漆器の上塗りは、水をかぶって裸で?!

画像



















~椿皿~
まいど写真がボケボケで、作ってくださった匠の方達ごめんなさい。弁解すると、スマホで撮っているのと、光が写ってしまうのとでなかなか難しい・・・


昔の上塗師は、上塗蔵へ入る時、裸になって水をかぶり、フンドシいっちょうで仕事をした。

画像のお皿はふつう私たちは「朱塗」といいますが、フチが黒いの見えますか?これは、中塗に黒漆、上塗に朱を使っているからなんです。


また、「黒塗」は、ただ黒漆を塗り重ねるのではないんですね。中塗りには黒漆。そして、上塗りには限りなく透明に近い漆を薄く何層も重ねて塗ります。つまり、私達が見ている‘黒’は、透明な上塗漆を通した、中の‘黒’なのだそうです。

これが、「漆黒 しっこく」。引き込まれるような深~い黒。宇宙の黒。

こういう塗りは、今、ほとんどなされていないようです。こちらの工房の塗りは、全て、中世の本来のそのやり方を継承しているのだそうです。


上塗は、微塵のチリの付着も許されません。プチッて表面に現れちゃうのです。そうしたら取り返しがつかない。長~い工程をやり直し。

だから、裸で、水をかぶってから上塗蔵へ入るのです。


今でも、大物を塗るときは、裸でシャワーキャップをかぶって仕事をする。(ズボンは履いていたが、私達が見てない時は脱いでるかも・・。)それでも、空気中に漂っているチリなんかが付いてしまった時は、漆が固まる前に、鳥の羽の先で、ピッピッと弾いてゆく。

上塗とは、繊細にして、ガテンな仕事なんですねえ。だからかどうか、上塗師はみなさん白魚のような綺麗な指です。


私がご縁があった某会社は、日本で唯一、全ての製品に国産の漆を使用していました。浄法寺漆です。しかも、上塗りにだけではなく、中塗りにもでした。(過去形なのは、今現在は存じ上げないからです。今でもそうかもしれません。)

これは途方もないことで、だから植林もしているし、当然に価格も高いのですな。


国産漆は、海外産と比べるとツヤと深みがぜんぜん違います・・・な~んて言ってはいますが、私なんか、ひとつホイと出され「どっちだ?」と聞かれても分かりまへん。両者並べてみてなんとなく分かる程度です。

職人さん達がおっしゃるには、器物への密着度も断然良いそうです。だから耐久性があり長持ちするんですね。

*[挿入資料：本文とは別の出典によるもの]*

//! HTTP position source.

use std::time::Duration;

use tracing::debug;

use super::parse::parse_positions;
use super::types::{BoxFuture, PositionSource, SourceError};
use crate::store::PositionRecord;

/// Default base URL of the tracking API.
pub const DEFAULT_BASE_URL: &str = "http://0.0.0.0/api/";

/// Default endpoint path, relative to the base URL.
pub const DEFAULT_POSITIONS_PATH: &str = "truckstartingcoordinates/";

/// Default HTTP request timeout in seconds.
pub const DEFAULT_TIMEOUT_SECS: u64 = 30;

/// Trait for async HTTP client operations.
///
/// This abstraction allows for dependency injection and easier testing
/// by enabling mock HTTP clients in tests.
pub trait AsyncHttpClient: Send + Sync {
    /// Performs an HTTP GET request and returns the body bytes.
    fn get<'a>(&'a self, url: &'a str) -> BoxFuture<'a, Result<Vec<u8>, SourceError>>;
}

/// Real HTTP client implementation using reqwest.
#[derive(Clone)]
pub struct ReqwestClient {
    client: reqwest::Client,
}

impl ReqwestClient {
    /// Creates a new ReqwestClient with the default timeout.
    pub fn new() -> Result<Self, SourceError> {
        Self::with_timeout(DEFAULT_TIMEOUT_SECS)
    }

    /// Creates a new ReqwestClient with custom timeout.
    pub fn with_timeout(timeout_secs: u64) -> Result<Self, SourceError> {
        let client = reqwest::Client::builder()
            .timeout(Duration::from_secs(timeout_secs))
            .build()
            .map_err(|e| SourceError::Config(format!("Failed to create HTTP client: {}", e)))?;

        Ok(Self { client })
    }
}

impl AsyncHttpClient for ReqwestClient {
    fn get<'a>(&'a self, url: &'a str) -> BoxFuture<'a, Result<Vec<u8>, SourceError>> {
        Box::pin(async move {
            let response = self
                .client
                .get(url)
                .send()
                .await
                .map_err(|e| SourceError::Http(format!("Request failed: {}", e)))?;

            if !response.status().is_success() {
                return Err(SourceError::Http(format!(
                    "HTTP {} from {}",
                    response.status(),
                    url
                )));
            }

            response
                .bytes()
                .await
                .map(|b| b.to_vec())
                .map_err(|e| SourceError::Http(format!("Failed to read response: {}", e)))
        })
    }
}

/// Join a base URL and a relative path with exactly one slash between them.
pub fn endpoint_url(base_url: &str, path: &str) -> String {
    let base = base_url.trim_end_matches('/');
    let path = path.trim_start_matches('/');
    if path.is_empty() {
        base.to_string()
    } else {
        format!("{}/{}", base, path)
    }
}

/// Fetches positions with a GET request to a fixed endpoint.
pub struct HttpPositionSource<C: AsyncHttpClient> {
    http_client: C,
    url: String,
}

impl<C: AsyncHttpClient> HttpPositionSource<C> {
    /// Creates a source for `base_url` + `path`.
    pub fn new(http_client: C, base_url: &str, path: &str) -> Result<Self, SourceError> {
        let url = endpoint_url(base_url, path);
        if !(url.starts_with("http://") || url.starts_with("https://")) {
            return Err(SourceError::Config(format!(
                "Position source URL must be http(s): {}",
                url
            )));
        }
        Ok(Self { http_client, url })
    }

    pub fn url(&self) -> &str {
        &self.url
    }
}

impl HttpPositionSource<ReqwestClient> {
    /// Creates a reqwest-backed source with the given timeout.
    pub fn reqwest(base_url: &str, path: &str, timeout_secs: u64) -> Result<Self, SourceError> {
        Self::new(ReqwestClient::with_timeout(timeout_secs)?, base_url, path)
    }
}

impl<C: AsyncHttpClient> PositionSource for HttpPositionSource<C> {
    fn fetch(&self) -> BoxFuture<'_, Result<Vec<PositionRecord>, SourceError>> {
        Box::pin(async move {
            let body = self.http_client.get(&self.url).await?;
            debug!(url = %self.url, bytes = body.len(), "Position response received");
            parse_positions(&body)
        })
    }

    fn describe(&self) -> String {
        self.url.clone()
    }
}

#[cfg(test)]
pub mod tests {
    use super::*;
    use parking_lot::Mutex;

    /// Mock HTTP client for testing
    pub struct MockHttpClient {
        pub response: Result<Vec<u8>, SourceError>,
        pub requested: Mutex<Vec<String>>,
    }

    impl MockHttpClient {
        pub fn new(response: Result<Vec<u8>, SourceError>) -> Self {
            Self {
                response,
                requested: Mutex::new(Vec::new()),
            }
        }
    }

    impl AsyncHttpClient for MockHttpClient {
        fn get<'a>(&'a self, url: &'a str) -> BoxFuture<'a, Result<Vec<u8>, SourceError>> {
            self.requested.lock().push(url.to_string());
            let response = self.response.clone();
            Box::pin(async move { response })
        }
    }

    #[test]
    fn test_endpoint_url_joins_slashes() {
        assert_eq!(
            endpoint_url("http://host/api/", "/trucks/"),
            "http://host/api/trucks/"
        );
        assert_eq!(endpoint_url("http://host/api", "trucks"), "http://host/api/trucks");
        assert_eq!(endpoint_url("http://host/api/", ""), "http://host/api");
    }

    #[test]
    fn test_default_endpoint() {
        assert_eq!(
            endpoint_url(DEFAULT_BASE_URL, DEFAULT_POSITIONS_PATH),
            "http://0.0.0.0/api/truckstartingcoordinates/"
        );
    }

    #[test]
    fn test_rejects_non_http_url() {
        let mock = MockHttpClient::new(Ok(Vec::new()));
        let result = HttpPositionSource::new(mock, "ftp://host", "x");
        assert!(matches!(result, Err(SourceError::Config(_))));
    }

    #[tokio::test]
    async fn test_fetch_parses_body() {
        let body = br#"[{"id":"t1","lat":40.1,"lon":-73.9}]"#.to_vec();
        let source =
            HttpPositionSource::new(MockHttpClient::new(Ok(body)), "http://host/api/", "trucks/")
                .unwrap();

        let records = source.fetch().await.unwrap();
        assert_eq!(records.len(), 1);
        assert_eq!(
            *source.http_client.requested.lock(),
            vec!["http://host/api/trucks/".to_string()]
        );
    }

    #[tokio::test]
    async fn test_fetch_propagates_network_error() {
        let mock = MockHttpClient::new(Err(SourceError::Http("unreachable".to_string())));
        let source = HttpPositionSource::new(mock, "http://host", "trucks").unwrap();

        let err = source.fetch().await.unwrap_err();
        assert_eq!(err.kind(), "network");
    }

    #[tokio::test]
    async fn test_fetch_reports_malformed_body() {
        let mock = MockHttpClient::new(Ok(b"<html>".to_vec()));
        let source = HttpPositionSource::new(mock, "http://host", "trucks").unwrap();

        let err = source.fetch().await.unwrap_err();
        assert_eq!(err.kind(), "malformed");
    }
}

某会社には、創業当時の文化文政時代の上塗蔵を復元したものがありますが、普段の仕事は工房の上塗部屋でやります。それでも、上塗部屋には塗った漆を乾かす(本当は、乾かすのではなく、固めるのだが)、引き戸の木の回転風呂などがあったりして情緒があします。

上塗部屋は、上塗師以外は立ち入り禁止です。


上塗の刷毛は、昔は女性の髪の毛を使ったそうです。今は、ヘアカラーもパーマもしたことない髪の人はあまりいないので、なかなか手にはいりません。

ある上塗師のお嬢さんは、お父さんのために髪をずっと伸ばしていました。このお嬢さんもいずれは輪島塗にかかわる何かしらの仕事をしていくことになるのでしょうかねえ。そうなってほしいです。伝統工芸とは、そういうワールドなのだよね。


漆職人に限らず職人さんって、自分の使う道具は自分でつくりますよね。昔の職人さんの修行は、自分の道具づくりから始めました。

それこそ、「仕事は、わての背中を見て覚えろ」の時代だったから、意地悪な親方や先輩は自分の道具は弟子に見せない。でも、後輩を育てようと考える親方や先輩は、仕事が終わるとワザと道具を置き忘れてゆく。残った弟子は、それをコッソリ見て「な~る」と勉強したそうです。


道具は自分でも作りまうす、やはりそこには道具づくりの「名人」がいます。上塗刷毛では、名人泉さん。

伝統工芸品を使う人がいなくなると

伝統工芸品を作る人がいなくなる

そうすると、その道具を作る人もいなくなる

これは、材料にも同じことが言えますね。材料は、自然環境も影響するから留めることが出来ないです。


まあ、そんな漆の現状を皆さんに知ってもらいたくて、こうやってアリの爪程の力ですが発信している次第ですが、こんなこと読んでるだけでは分かりませんよね。作業工程の写真を撮って持っているのですが許可をとらないと使えないですし、今は御縁がないのでとりようがなく、残念。

興味のある方は、是非現地へ行って実際に見てください。私が、あーだらこーだら書いているのを読むより、それが一番。

冬の輪島は美味しいものだらけ。